[Task statement] Copy each entry exactly, leaving nothing out.
··· Data for this exercise
//! Engine job records and their state machine.

use std::fmt;

use chrono::{DateTime, Utc};
use serde::{Deserialize, Serialize};
use uuid::Uuid;

use vedit_engine::{GazeAnalysis, SubtitleOptions};
use vedit_models::{Clip, GazeConfig, SubtitleEntry, VideoId};

/// Unique identifier for a job.
#[derive(Debug, Clone, PartialEq, Eq, Hash, Serialize, Deserialize)]
#[serde(transparent)]
pub struct JobId(pub String);

impl JobId {
    /// Generate a new random job ID.
    pub fn new() -> Self {
        Self(Uuid::new_v4().to_string())
    }

    /// Create from an existing string.
    pub fn from_string(s: impl Into<String>) -> Self {
        Self(s.into())
    }

    /// Get the inner string.
    pub fn as_str(&self) -> &str {
        &self.0
    }
}

impl Default for JobId {
    fn default() -> Self {
        Self::new()
    }
}

impl fmt::Display for JobId {
    fn fmt(&self, f: &mut fmt::Formatter<'_>) -> fmt::Result {
        write!(f, "{}", self.0)
    }
}

/// Job lifecycle state.
#[derive(Debug, Clone, Copy, PartialEq, Eq, Hash, Serialize, Deserialize, Default)]
#[serde(rename_all = "snake_case")]
pub enum JobState {
    /// Job is waiting to run
    #[default]
    Pending,
    /// Job is being processed
    Processing,
    /// Job completed successfully
    Completed,
    /// Job failed
    Failed,
}

impl JobState {
    pub fn as_str(&self) -> &'static str {
        match self {
            JobState::Pending => "pending",
            JobState::Processing => "processing",
            JobState::Completed => "completed",
            JobState::Failed => "failed",
        }
    }

    pub fn is_terminal(&self) -> bool {
        matches!(self, JobState::Completed | JobState::Failed)
    }
}

/// The engine operation a job asks for.
#[derive(Debug, Clone, PartialEq, Serialize, Deserialize)]
#[serde(tag = "type", rename_all = "snake_case")]
pub enum EngineRequest {
    /// Resolve collisions by shifting clips forward per track
    ArrangeTimeline,
    /// Run the full gaze pipeline over the project's tracking frames
    CorrectGaze { config: GazeConfig },
    /// Pack the project's transcript into caption entries
    GenerateSubtitles { options: SubtitleOptions },
}

impl EngineRequest {
    /// Short operation name for logging.
    pub fn operation(&self) -> &'static str {
        match self {
            EngineRequest::ArrangeTimeline => "arrange_timeline",
            EngineRequest::CorrectGaze { .. } => "correct_gaze",
            EngineRequest::GenerateSubtitles { .. } => "generate_subtitles",
        }
    }
}

/// Output of a completed engine job.
#[derive(Debug, Clone, PartialEq, Serialize, Deserialize)]
#[serde(tag = "type", rename_all = "snake_case")]
pub enum EngineOutput {
    Timeline { clips: Vec<Clip> },
    Gaze { analysis: GazeAnalysis },
    Subtitles { entries: Vec<SubtitleEntry> },
}

/// A tracked engine job.
#[derive(Debug, Clone, PartialEq, Serialize, Deserialize)]
pub struct EngineJob {
    /// Unique job ID
    pub id: JobId,

    /// Project the job operates on
    pub video_id: VideoId,

    /// Requested operation
    pub request: EngineRequest,

    /// Lifecycle state
    #[serde(default)]
    pub state: JobState,

    /// Completion percentage, 0..=100
    #[serde(default)]
    pub progress: u8,

    /// Failure message when `state` is `Failed`
    #[serde(skip_serializing_if = "Option::is_none")]
    pub error: Option<String>,

    /// When the job was created
    pub created_at: DateTime<Utc>,

    /// When processing started
    #[serde(skip_serializing_if = "Option::is_none")]
    pub started_at: Option<DateTime<Utc>>,

    /// When the job reached a terminal state
    #[serde(skip_serializing_if = "Option::is_none")]
    pub finished_at: Option<DateTime<Utc>>,
}

impl EngineJob {
    /// Create a pending job.
    pub fn new(video_id: VideoId, request: EngineRequest) -> Self {
        Self {
            id: JobId::new(),
            video_id,
            request,
            state: JobState::Pending,
            progress: 0,
            error: None,
            created_at: Utc::now(),
            started_at: None,
            finished_at: None,
        }
    }

    /// Mark the job as processing.
    pub fn start(&mut self) {
        self.state = JobState::Processing;
        self.started_at = Some(Utc::now());
    }

    /// Record a progress update, clamped to 100.
    pub fn set_progress(&mut self, progress: u8) {
        self.progress = progress.min(100);
    }

    /// Mark the job as completed.
    pub fn complete(&mut self) {
        self.state = JobState::Completed;
        self.progress = 100;
        self.finished_at = Some(Utc::now());
    }

    /// Mark the job as failed.
    pub fn fail(&mut self, message: impl Into<String>) {
        self.state = JobState::Failed;
        self.error = Some(message.into());
        self.finished_at = Some(Utc::now());
    }
}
······
[Your response]
//! Engine job records and their state machine.

use std::fmt;

use chrono::{DateTime, Utc};
use serde::{Deserialize, Serialize};
use uuid::Uuid;

use vedit_engine::{GazeAnalysis, SubtitleOptions};
use vedit_models::{Clip, GazeConfig, SubtitleEntry, VideoId};

/// Unique identifier for a job.
#[derive(Debug, Clone, PartialEq, Eq, Hash, Serialize, Deserialize)]
#[serde(transparent)]
pub struct JobId(pub String);

impl JobId {
    /// Generate a new random job ID.
    pub fn new() -> Self {
        Self(Uuid::new_v4().to_string())
    }

    /// Create from an existing string.
    pub fn from_string(s: impl Into<String>) -> Self {
        Self(s.into())
    }

    /// Get the inner string.
    pub fn as_str(&self) -> &str {
        &self.0
    }
}

impl Default for JobId {
    fn default() -> Self {
        Self::new()
    }
}

impl fmt::Display for JobId {
    fn fmt(&self, f: &mut fmt::Formatter<'_>) -> fmt::Result {
        write!(f, "{}", self.0)
    }
}

/// Job lifecycle state.
#[derive(Debug, Clone, Copy, PartialEq, Eq, Hash, Serialize, Deserialize, Default)]
#[serde(rename_all = "snake_case")]
pub enum JobState {
    /// Job is waiting to run
    #[default]
    Pending,
    /// Job is being processed
    Processing,
    /// Job completed successfully
    Completed,
    /// Job failed
    Failed,
}

impl JobState {
    pub fn as_str(&self) -> &'static str {
        match self {
            JobState::Pending => "pending",
            JobState::Processing => "processing",
            JobState::Completed => "completed",
            JobState::Failed => "failed",
        }
    }

    pub fn is_terminal(&self) -> bool {
        matches!(self, JobState::Completed | JobState::Failed)
    }
}

/// The engine operation a job asks for.
#[derive(Debug, Clone, PartialEq, Serialize, Deserialize)]
#[serde(tag = "type", rename_all = "snake_case")]
pub enum EngineRequest {
    /// Resolve collisions by shifting clips forward per track
    ArrangeTimeline,
    /// Run the full gaze pipeline over the project's tracking frames
    CorrectGaze { config: GazeConfig },
    /// Pack the project's transcript into caption entries
    GenerateSubtitles { options: SubtitleOptions },
}

impl EngineRequest {
    /// Short operation name for logging.
    pub fn operation(&self) -> &'static str {
        match self {
            EngineRequest::ArrangeTimeline => "arrange_timeline",
            EngineRequest::CorrectGaze { .. } => "correct_gaze",
            EngineRequest::GenerateSubtitles { .. } => "generate_subtitles",
        }
    }
}

/// Output of a completed engine job.
#[derive(Debug, Clone, PartialEq, Serialize, Deserialize)]
#[serde(tag = "type", rename_all = "snake_case")]
pub enum EngineOutput {
    Timeline { clips: Vec<Clip> },
    Gaze { analysis: GazeAnalysis },
    Subtitles { entries: Vec<SubtitleEntry> },
}

/// A tracked engine job.
#[derive(Debug, Clone, PartialEq, Serialize, Deserialize)]
pub struct EngineJob {
    /// Unique job ID
    pub id: JobId,

    /// Project the job operates on
    pub video_id: VideoId,

    /// Requested operation
    pub request: EngineRequest,

    /// Lifecycle state
    #[serde(default)]
    pub state: JobState,

    /// Completion percentage, 0..=100
    #[serde(default)]
    pub progress: u8,

    /// Failure message when `state` is `Failed`
    #[serde(skip_serializing_if = "Option::is_none")]
    pub error: Option<String>,

    /// When the job was created
    pub created_at: DateTime<Utc>,

    /// When processing started
    #[serde(skip_serializing_if = "Option::is_none")]
    pub started_at: Option<DateTime<Utc>>,

    /// When the job reached a terminal state
    #[serde(skip_serializing_if = "Option::is_none")]
    pub finished_at: Option<DateTime<Utc>>,
}

impl EngineJob {
    /// Create a pending job.
    pub fn new(video_id: VideoId, request: EngineRequest) -> Self {
        Self {
            id: JobId::new(),
            video_id,
            request,
            state: JobState::Pending,
            progress: 0,
            error: None,
            created_at: Utc::now(),
            started_at: None,
            finished_at: None,
        }
    }

    /// Mark the job as processing.
    pub fn start(&mut self) {
        self.state = JobState::Processing;
        self.started_at = Some(Utc::now());
    }

    /// Record a progress update, clamped to 100.
    pub fn set_progress(&mut self, progress: u8) {
        self.progress = progress.min(100);
    }

    /// Mark the job as completed.
    pub fn complete(&mut self) {
        self.state = JobState::Completed;
        self.progress = 100;
        self.finished_at = Some(Utc::now());
    }

    /// Mark the job as failed.
    pub fn fail(&mut self, message: impl Into<String>) {
        self.state = JobState::Failed;
        self.error = Some(message.into());
        self.finished_at = Some(Utc::now());
    }
}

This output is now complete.